Main differences between Core and Redux:

  • Redux is static. It expects you to define a big fat structure that expresses the app state in compile time. This can be challenging if you have reusable controllers that you present here and there a number of times. Especially in cases where your application flow is altered by server responses, you cannot easily define your app state in compile time without hacking the architecture. Core is dynamic. You only need to define the state and actions for the component you are working on. Transition between components is handled dynamically.

  • In Redux, there is no standard way to implement navigation between components. With Core, you get native navigation support.

  • Redux focuses on application state, whereas Core focuses on isolated component state. In this regard, I find it easier to work in isolation on one component rather than getting lost in huge application state.

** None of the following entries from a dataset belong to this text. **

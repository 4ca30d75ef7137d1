//! Moves the contents of a deletion group back to where they came from.
//!
//! The original location is not stored anywhere: it is recovered by walking
//! down the container while each level holds exactly one entry and that
//! entry is a directory. The names collected on the way form the absolute
//! path that the leaf contents are moved back into.

use crate::errors::CoreError;
use crate::fs::FileSystem;
use crate::helpers::ensure_dir_exists;
use crate::models::{DeletionGroup, RestoreReport};
use std::path::{Path, PathBuf};

/// Result of walking a container's single-child directory chain.
#[derive(Debug, Clone, PartialEq, Eq)]
pub struct ContainerWalk {
    /// Absolute path the leaf contents belong to.
    pub restore_root: PathBuf,
    /// Directory inside the container holding the items to move back.
    pub leaf: PathBuf,
    /// Items found in `leaf`.
    pub items: Vec<PathBuf>,
}

/// Walks `container` down its single-child directory chain.
pub fn walk_container(fs: &dyn FileSystem, container: &Path) -> crate::Result<ContainerWalk> {
    let mut restore_root = PathBuf::from("/");
    let mut current = container.to_path_buf();

    loop {
        let children = fs.list_dir(&current)?;
        let only_dir = match children.as_slice() {
            [only] if fs.is_dir(only) => Some(only.clone()),
            _ => None,
        };
        let Some(only) = only_dir else {
            return Ok(ContainerWalk {
                restore_root,
                leaf: current,
                items: children,
            });
        };
        if let Some(segment) = only.file_name() {
            restore_root.push(segment);
        }
        current = only;
    }
}

/// Restores one deletion group and removes its container.
///
/// Items whose destination already exists are left inside the container,
/// except directories meeting an existing directory, which are merged entry
/// by entry. The container is only removed once nothing is left behind;
/// otherwise `PartialRestore` names what remains.
pub fn restore(fs: &dyn FileSystem, group: &DeletionGroup) -> crate::Result<RestoreReport> {
    let walk = walk_container(fs, &group.container)?;
    if ensure_dir_exists(fs, &walk.restore_root)? {
        log::info!("directory {} created", walk.restore_root.display());
    }

    let mut restored = Vec::new();
    let mut remaining = Vec::new();
    for item in &walk.items {
        move_back(fs, item, &walk.restore_root, &mut restored, &mut remaining)?;
    }

    if !remaining.is_empty() {
        return Err(CoreError::PartialRestore {
            id: group.id().to_string(),
            container: group.container.clone(),
            remaining,
        });
    }

    fs.remove_dir_all(&group.container)?;
    log::info!("restored {} into {}", group.id(), walk.restore_root.display());
    Ok(RestoreReport {
        restore_root: walk.restore_root,
        restored,
    })
}

fn move_back(
    fs: &dyn FileSystem,
    item: &Path,
    destination_dir: &Path,
    restored: &mut Vec<PathBuf>,
    remaining: &mut Vec<PathBuf>,
) -> crate::Result<()> {
    let Some(name) = item.file_name() else {
        return Ok(());
    };
    let destination = destination_dir.join(name);

    if !fs.exists(&destination) {
        return match fs.rename(item, &destination) {
            Ok(()) => {
                log::debug!("moved {} to {}", item.display(), destination.display());
                restored.push(destination);
                Ok(())
            }
            Err(err) => {
                log::error!("{err}");
                remaining.push(item.to_path_buf());
                Ok(())
            }
        };
    }

    if fs.is_dir(item) && fs.is_dir(&destination) {
        for child in fs.list_dir(item)? {
            move_back(fs, &child, &destination, restored, remaining)?;
        }
        return Ok(());
    }

    log::error!(
        "cannot restore {}: {} already exists",
        item.display(),
        destination.display()
    );
    remaining.push(item.to_path_buf());
    Ok(())
}
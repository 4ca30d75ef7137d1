//! Deletion-group identifiers and the on-disk container naming scheme.
//!
//! A container directory is named `<YYYY-MM-DDTHH-MM-SS>-<id>`. The id is the
//! creation time in nanoseconds, written in base 36 and then reversed so that
//! groups created close together differ in their first characters, which
//! keeps short prefixes usable on the command line.
//!
//! [`ContainerName`] is the only place that knows this layout; resolution
//! works on [`GroupId`] values and their prefix match.

use crate::helpers::{format_container_time, parse_container_time};
use chrono::{DateTime, Utc};
use std::fmt;
use std::sync::atomic::{AtomicU64, Ordering};
use std::time::{SystemTime, UNIX_EPOCH};

const BASE36_DIGITS: &[u8; 36] = b"0123456789abcdefghijklmnopqrstuvwxyz";

/// Opaque, prefix-matchable identifier of a deletion group.
#[derive(Debug, Clone, PartialEq, Eq, PartialOrd, Ord, Hash)]
pub struct GroupId(String);

impl GroupId {
    pub fn new(value: impl Into<String>) -> Self {
        Self(value.into())
    }

    pub fn as_str(&self) -> &str {
        &self.0
    }

    /// Returns true when `prefix` is a (possibly complete) prefix of this id.
    pub fn matches_prefix(&self, prefix: &str) -> bool {
        self.0.starts_with(prefix)
    }
}

impl fmt::Display for GroupId {
    fn fmt(&self, f: &mut fmt::Formatter<'_>) -> fmt::Result {
        f.pad(&self.0)
    }
}

/// Parsed form of a deletion-group container directory name.
#[derive(Debug, Clone, PartialEq, Eq, PartialOrd, Ord, Hash)]
pub struct ContainerName {
    created: DateTime<Utc>,
    id: GroupId,
}

impl ContainerName {
    pub fn new(created: DateTime<Utc>, id: GroupId) -> Self {
        Self { created, id }
    }

    /// Parses a directory name; returns `None` for names outside the scheme.
    pub fn parse(name: &str) -> Option<Self> {
        let (time, id) = name.rsplit_once('-')?;
        if id.is_empty() || !id.bytes().all(|b| b.is_ascii_alphanumeric()) {
            return None;
        }
        let created = parse_container_time(time)?;
        Some(Self::new(created, GroupId::new(id)))
    }

    pub fn id(&self) -> &GroupId {
        &self.id
    }

    pub fn created(&self) -> DateTime<Utc> {
        self.created
    }
}

impl fmt::Display for ContainerName {
    fn fmt(&self, f: &mut fmt::Formatter<'_>) -> fmt::Result {
        write!(f, "{}-{}", format_container_time(&self.created), self.id)
    }
}

/// Formats `value` as lowercase base-36 digits.
pub fn to_base36(mut value: u64) -> String {
    if value == 0 {
        return "0".to_string();
    }
    let mut digits = Vec::new();
    while value > 0 {
        digits.push(BASE36_DIGITS[(value % 36) as usize]);
        value /= 36;
    }
    digits.reverse();
    String::from_utf8(digits).unwrap_or_default()
}

/// Produces container names for new deletion groups.
///
/// Within one generator the nanosecond value never repeats: a clock reading
/// at or behind the previous one is bumped to `previous + 1`.
#[derive(Debug, Default)]
pub struct IdGenerator {
    last_nanos: AtomicU64,
}

impl IdGenerator {
    pub fn new() -> Self {
        Self::default()
    }

    pub fn generate(&self, now: SystemTime) -> ContainerName {
        let reading = now
            .duration_since(UNIX_EPOCH)
            .map(|elapsed| u64::try_from(elapsed.as_nanos()).unwrap_or(u64::MAX))
            .unwrap_or(0);

        let mut previous = self.last_nanos.load(Ordering::Relaxed);
        let nanos = loop {
            let candidate = reading.max(previous.saturating_add(1));
            match self.last_nanos.compare_exchange_weak(
                previous,
                candidate,
                Ordering::Relaxed,
                Ordering::Relaxed,
            ) {
                Ok(_) => break candidate,
                Err(actual) => previous = actual,
            }
        };

        let id: String = to_base36(nanos).chars().rev().collect();
        let created = DateTime::from_timestamp_nanos(i64::try_from(nanos).unwrap_or(i64::MAX));
        ContainerName::new(created, GroupId::new(id))
    }
}
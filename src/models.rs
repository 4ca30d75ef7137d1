use crate::errors::CoreError;
use crate::identifier::{ContainerName, GroupId};
use chrono::{DateTime, Utc};
use std::path::{Path, PathBuf};

/// Operation family exposed to the command-line front end.
#[derive(Debug, Clone, Copy, Eq, PartialEq, Hash)]
pub enum CommandKind {
    Delete,
    List,
    Restore,
    Flush,
}

impl CommandKind {
    pub fn as_str(&self) -> &'static str {
        match self {
            Self::Delete => "rm",
            Self::List => "ls",
            Self::Restore => "restore",
            Self::Flush => "flush",
        }
    }
}

impl std::fmt::Display for CommandKind {
    fn fmt(&self, f: &mut std::fmt::Formatter<'_>) -> std::fmt::Result {
        write!(f, "{}", self.as_str())
    }
}

/// Location of the trash, handed to the engine at construction time.
#[derive(Debug, Clone, PartialEq, Eq)]
pub struct TrashConfig {
    pub trash_root: PathBuf,
}

impl TrashConfig {
    pub fn new(trash_root: impl Into<PathBuf>) -> Self {
        Self {
            trash_root: trash_root.into(),
        }
    }

    /// Builds a config from a raw setting, expanding environment variables
    /// and resolving relative results against `cwd`.
    pub fn from_raw(raw: &str, cwd: &Path) -> crate::Result<Self> {
        let expanded = crate::helpers::expand_env(raw);
        if expanded.trim().is_empty() {
            return Err(CoreError::invalid_input(format!(
                "trash directory setting '{raw}' expands to an empty path"
            )));
        }
        Ok(Self::new(crate::helpers::absolutize(Path::new(&expanded), cwd)))
    }
}

/// One deletion group stored in the trash root.
#[derive(Debug, Clone, PartialEq, Eq)]
pub struct DeletionGroup {
    pub name: ContainerName,
    pub container: PathBuf,
}

impl DeletionGroup {
    pub fn new(name: ContainerName, trash_root: &Path) -> Self {
        let container = trash_root.join(name.to_string());
        Self { name, container }
    }

    pub fn id(&self) -> &GroupId {
        self.name.id()
    }

    pub fn container_name(&self) -> String {
        self.name.to_string()
    }

    pub fn created(&self) -> DateTime<Utc> {
        self.name.created()
    }
}

/// One argument moved into a deletion group.
#[derive(Debug, Clone, PartialEq, Eq)]
pub struct RelocatedEntry {
    pub original_path: PathBuf,
    pub trashed_path: PathBuf,
}

/// Result of a completed delete operation.
#[derive(Debug, Clone)]
pub struct DeletionReceipt {
    pub group: DeletionGroup,
    pub entries: Vec<RelocatedEntry>,
}

/// Result of restoring one deletion group.
#[derive(Debug, Clone)]
pub struct RestoreReport {
    pub restore_root: PathBuf,
    pub restored: Vec<PathBuf>,
}

/// Outcome of one group within a batch restore.
#[derive(Debug)]
pub struct RestoreOutcome {
    pub requested: String,
    pub group: DeletionGroup,
    pub result: crate::Result<RestoreReport>,
}

/// What a flush invocation should remove.
#[derive(Debug, Clone, PartialEq, Eq)]
pub enum FlushRequest {
    All,
    Selected(Vec<String>),
}

/// Outcome of purging one deletion group.
#[derive(Debug)]
pub struct PurgeOutcome {
    pub group: DeletionGroup,
    pub result: crate::Result<()>,
}

/// Result of a flush invocation.
#[derive(Debug)]
pub enum FlushReport {
    All { removed: usize },
    Selected(Vec<PurgeOutcome>),
}

impl FlushReport {
    /// Number of groups that could not be removed.
    pub fn failure_count(&self) -> usize {
        match self {
            Self::All { .. } => 0,
            Self::Selected(outcomes) => outcomes.iter().filter(|o| o.result.is_err()).count(),
        }
    }
}

/// Listing row for one deletion group.
#[derive(Debug, Clone)]
pub struct GroupSummary {
    pub group: DeletionGroup,
    pub original_root: Option<PathBuf>,
    pub size_bytes: Option<u64>,
}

  • In Redux, since the state is global, it’s easy to forget to do state clean-up when a screen is popped from the navigation stack. In Core, since every component stores its own state, when you remove a component from the tree, state gets disposed along with it. This is handled internally by navigation mechanism.

Implementation

I'll follow the tradition and start with countdown example.

State:

struct CountdownState: State {
  var count: UInt
}

Actions:

enum CountdownAction: Action {
  case tick
}

Component:

class CountdownComponent: Component<CountdownState> {
  
  func process(action: Action) {
    guard let action = action as? LoginAction else { return }
    switch action {
    case .tick:
      tick()
    }
  }
  
  private func tick() {
    var state = state 
    state.count = state.count - 1
    if state.count == 0 {
      let nextComponent = ResultComponent()
      let navigation = BasicNavigation.push(nextComponent, from: self)
      commit(state, navigation)
    } else {
      commit(state)
    }
  }
}

More complex examples:

Installation

Using CocoaPods

Add the following line to your Podfile:

pod 'CoreArchitecture'

Using Carthage

Add the following line to your Cartfile:

github "gokselkoksal/Core"

Manually

Drag and drop Sources folder to your project.

It's highly recommended to use a dependency manager like CocoaPods or Carthage.

Alternatives

You can also check out ReSwift, Reactor or Dispatch for pure Redux and Flux implementations for Swift.

License

Core is available under the MIT license.